There was
civil
war
in the District between McClellan’s supporters and our own Elephant Clubs, with competing torchlight parades. The McClellan Legion had a hard time finding raw recruits in the Republican precincts, while the Elephant Clubs marched through the streets with howitzers and military ambulances and lit-up transparencies—one of General Grant and another of myself in a stovepipe hat and long tails that seemed to flare up and shoot sparks into the sky. As the Elephants marched past Democratic headquarters at Parker Hall with their bits of fire, a banner of McClellan strung across the
Ave
burst into flames, and
McCLELLAN
shriveled and turned to smoke. The Legionnaires were furious, but they couldn’t muster many Locos among the troops. They called the Elephants “abolition traitors,” and had to retreat into Parker Hall in a storm of cobblestones. Some of the Elephants wept, even as they hurled the stones. They belonged to the Army of the Potomac, and still loved their old leader, but could never vote for McClellan.
His own boys turned against him when the Democrats talked of peace while soldiers were dying in the fields. A young Vermonter, who was a McClellan man
clear to the bone,
said he’d rather rot under Rebel ground than vote for
dear
George
.
A
WEEK
AFTER
the canvassing was done, Mary came to me, swathed in black from head to toe. She looked like a creature of cold, hard chalk under her veils. But there was nothing
pale
about her blue eyes. I wondered if Mary was on another mission.
“Father,” she said, “we will have to do something about Robert. He can no longer tolerate his portion—he’s quitting law school. You must use all your influence to find some light task for him in the military. I will not have my son ending up as cannon fodder.”
My Ophelia wasn’t waiting for some spectral car to Richmond, wasn’t in bare feet. She was made of chalk this afternoon. But I couldn’t sacrifice other sons for her sake.

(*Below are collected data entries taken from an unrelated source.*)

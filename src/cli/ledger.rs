//! Ledger CLI commands
//!
//! Implements the expense ledger subcommands, bridging clap argument
//! parsing with the ledger store and the display layer.

use chrono::NaiveDate;
use clap::Subcommand;

use crate::config::{Settings, SpendlogPaths};
use crate::display::ledger::{
    format_added, format_categories, format_entry_list, format_filtered, format_removed,
    format_stats,
};
use crate::error::LedgerResult;
use crate::storage::LedgerStore;

/// Ledger subcommands
#[derive(Subcommand)]
pub enum LedgerCommands {
    /// Add a new expense
    Add {
        /// Expense category (e.g. "Food")
        category: String,
        /// Expense amount (non-negative)
        amount: f64,
        /// Expense date (YYYY-MM-DD); defaults to today
        #[arg(short, long)]
        date: Option<NaiveDate>,
    },

    /// List all recorded expenses in insertion order
    List,

    /// List expenses in one category (case-insensitive match)
    Filter {
        /// Category to filter by
        category: String,
    },

    /// Show total and average over all expenses
    Stats,

    /// Remove entries matching a date and category
    ///
    /// Matching is loose by design: an entry is removed when its line starts
    /// with the given date and contains the category text anywhere.
    Remove {
        /// Date the entries were recorded on (YYYY-MM-DD)
        date: String,
        /// Category text (case-sensitive)
        category: String,
    },

    /// List the distinct categories used so far
    Categories,

    /// Show current configuration and paths
    Config,
}

/// Handle a ledger command
pub fn handle_ledger_command(
    store: &LedgerStore,
    paths: &SpendlogPaths,
    settings: &Settings,
    cmd: LedgerCommands,
) -> LedgerResult<()> {
    match cmd {
        LedgerCommands::Add {
            category,
            amount,
            date,
        } => {
            let record = store.append(&category, amount, date)?;
            print!("{}", format_added(&record, &settings.currency_symbol));
        }

        LedgerCommands::List => {
            let lines = store.view_all()?;
            print!("{}", format_entry_list(&lines));
        }

        LedgerCommands::Filter { category } => {
            let result = store.filter_by_category(&category)?;
            print!("{}", format_filtered(&category, &result));
        }

        LedgerCommands::Stats => {
            let stats = store.compute_stats()?;
            print!("{}", format_stats(&stats, &settings.currency_symbol));
        }

        LedgerCommands::Remove { date, category } => {
            match store.remove_matching(&date, &category) {
                Ok(removed) => print!("{}", format_removed(removed, &date, &category)),
                Err(e) if e.is_not_found() => {
                    println!("No expense ledger exists yet; nothing to remove.");
                }
                Err(e) => return Err(e),
            }
        }

        LedgerCommands::Categories => {
            let result = store.list_categories()?;
            print!("{}", format_categories(&result));
        }

        LedgerCommands::Config => {
            println!("spendlog Configuration");
            println!("======================");
            println!("Config directory: {}", paths.config_dir().display());
            println!("Data directory:   {}", paths.data_dir().display());
            println!("Ledger file:      {}", store.path().display());
            println!();
            let source = if paths.is_initialized() {
                "from config.json"
            } else {
                "defaults"
            };
            println!("Settings ({}):", source);
            println!("  Currency symbol: {}", settings.currency_symbol);
        }
    }

    Ok(())
}
pub mod status;
pub mod viewport;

“Mary, I’m Commander-in-Chief. I cannot shield my own boy.”
Then all that veneer suddenly broke down, and her little chalk house commenced to crumble, and I saw a hollow in the veil where her mouth was, as she made little sucking noises like a child under duress.
She’ll go to the cars again, stand under that tin roof in her sleepwalker gown,
and my heart will tear
—
one thread at a time. I won’t survive that second ride to B&O.
“Mr. Lincoln,” she said in the rumbling voice of a petitioner, “if Bob goes to the front, who will do his
wash
? I’ll have to get a chit from Ulysses Grant. There must be accommodations for mothers and wives. I’ll live with the sutler women, sell chocolate to the soldiers. And I’ll have to take Lizzie, hear? And one of the other gals. Tad will want to come see his brother. The District is dead this time of year.”
“Mother, for God’s sake—stop!”
She ripped off her veil with one savage sweep of her hand. Her eyes were swollen. Her mouth was twisted at the corners into a snarl, as if some demented bear had bitten her. And then that forlorn mask disappeared.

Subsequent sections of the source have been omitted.